Member Reviews
I tried to get into this book but I just couldn’t make sense of it. Abandoned after repeated attempts. I find in my old age that I’m less patient with books like this.
Just finished #reading The Airwaves by Jennifer Mills, the weeks it took me to do so an indirect testimony to the depth of this unique and beautifully written contemporary ghost story. Compelling and unsteadying, insightful and disturbing, the final chapters reverberate with a *boom* to the chest, a held breath. Bravo.
“The Airways” is unlike other books. This review will be of a similar nature, because it is the only way to allow my thoughts to come to the surface after reading it. The opportunity to become close to the characters, to get to know them emotionally is minimal. You get to know them through their physicality, their presence, where they are and about the very sensory functions that keep them alive. You are immersed in the dead spaces of their lives, and can feel the loss of liveliness and connection, and the impacts this brings about. Time is also altered in this book; it does not seem linear. There are no connections, they are but fragment in the moments of life we witness through Adam, in particular.
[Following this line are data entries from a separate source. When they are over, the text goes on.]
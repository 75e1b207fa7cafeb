//! Server side: function registry and request dispatcher.

mod dispatch;
mod handler;
mod registry;

pub use dispatch::{sanitize_name, DispatchResponse, Dispatcher};
pub use handler::{Args, AsyncFn, Handler, HandlerResult, SyncFn, TypedFn, TypedHandler};
pub use registry::{Arity, Registration, Registry};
The book, like the body, relies on the power of the lungs - picture an upside down tree – to kickstart a lifeforce into action, and stem through experiences and exchanges of other important components. Was Natasha was Adam’s heavy beating? Was Marita the moral compass burdening down on everyone? Was Yun the wake up call that Adam did not want? Adam seems to have temporary relief in all aspects of his life, and it was transitory at best. Maybe living and dying is not so black and white after all, and it is the in-between that is stark, blunt and absolute.